Quite often I will call my children in for lunch or supper and they are so absorbed in their Playmobil world, that I don’t think they are being rude in not coming to the kitchen, they have just got themselves so involved with the characters and the stories they are creating, that they just don’t hear me or register the meanings of the words. I may be being charitable, but it seems to take them a few repeated requests to respond and join us.

I mention that in relation to tonight’s song because, back in 1978, David Fanshawe’s African Sanctus received one of its world premieres at Worcester Cathedral and our family had tickets to go and see it. My friend wasn’t interested in it at all, and back then I didn’t fully appreciate the appeal of the innovative combination of African and other world music with classical and Christian choral music. However, I was intrigued enough even back then to want to go.
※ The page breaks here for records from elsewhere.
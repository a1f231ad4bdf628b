use core::fmt::Debug;
use nalgebra::RealField;

/// The scalar type the estimator operates on, i.e. `f32` or `f64`.
pub trait Real: RealField + Copy + Debug {}

impl<T> Real for T where T: RealField + Copy + Debug {}

/// Wraps angles into the canonical range.
pub trait NormalizeAngle<T = Self> {
    type Output;

    /// Wraps the angle (in radians) into the half-open range `(-π, π]`.
    ///
    /// The reduction uses the floating-point remainder, which is exact, so
    /// the result stays in range for any finite input.
    fn normalize_angle(self) -> Self::Output;
}

impl<T> NormalizeAngle<T> for T
where
    T: Real,
{
    type Output = T;

    #[inline]
    fn normalize_angle(self) -> Self::Output {
        let pi = T::pi();
        let two_pi = T::two_pi();

        // Remainder is in (-2π, 2π) and carries the sign of the input.
        let mut angle = self % two_pi;
        if angle <= -pi {
            angle += two_pi;
        } else if angle > pi {
            angle -= two_pi;
        }
        angle
    }
}

pub trait DetectGimbalLock<T> {
    /// Determines whether a Gimbal Lock situation is about to occur
    /// because the angle (provided in radians) is close to π/2 or -π/2.
    ///
    /// ## Arguments
    /// * `tolerance` - The tolerance in radians, e.g. 0.01 rad.
    fn close_to_zenith_or_nadir(&self, tolerance: T) -> bool;
}

impl<T> DetectGimbalLock<T> for T
where
    T: Real,
{
    #[inline]
    fn close_to_zenith_or_nadir(&self, tolerance: T) -> bool {
        let zenith = T::frac_pi_2();
        let nadir = -zenith;
        (*self - zenith).abs() <= tolerance || (*self - nadir).abs() <= tolerance
    }
}

/// Converts an angle from radians to degrees.
#[inline]
pub fn degrees<T: Real>(radians: T) -> T {
    radians * nalgebra::convert::<f64, T>(180.0) / T::pi()
}

/// Converts an angle from degrees to radians.
#[inline]
pub fn radians<T: Real>(degrees: T) -> T {
    degrees * T::pi() / nalgebra::convert::<f64, T>(180.0)
}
But then my dad found out that David Fanshawe was giving a talk a few days before the concert – would I go with him to hear? At the time he asked me, a few hours before the talk was to start, I was deeply involved, with my friend, in some Lego construction project, with pieces spread out all over the floor. My friend wasn’t interested and I was torn between staying and going. It might have been worth a listen, but I was too absorbed in what I was doing to tear myself away.

I don’t know if, had I gone, David Fanshawe would have made a big impression on me. The music was I think fun enough, a bit like the instrumental ‘Zambezi’ probably would have been my honest reaction back then. What I remember was the internal conflict about the talk. In the mid 80s I decided I would go with my dad to the ETH in Zürich to witness a talk by an English physicist with amyotrophic lateral sclerosis. The fairly unknown Stephen Hawking made a reasonable impression on me with his pre-Brief History talk for science novices, so maybe I learned from my mistake, or maybe they balanced each other out. I think now, whenever an opportunity comes up to try something new, I do try to grasp it with both hands and enjoy the experience.

As to this song, it is magical in the way it glides from muezzin’s call to choir’s song, then meanders between the two, no false notes between the two, before fading.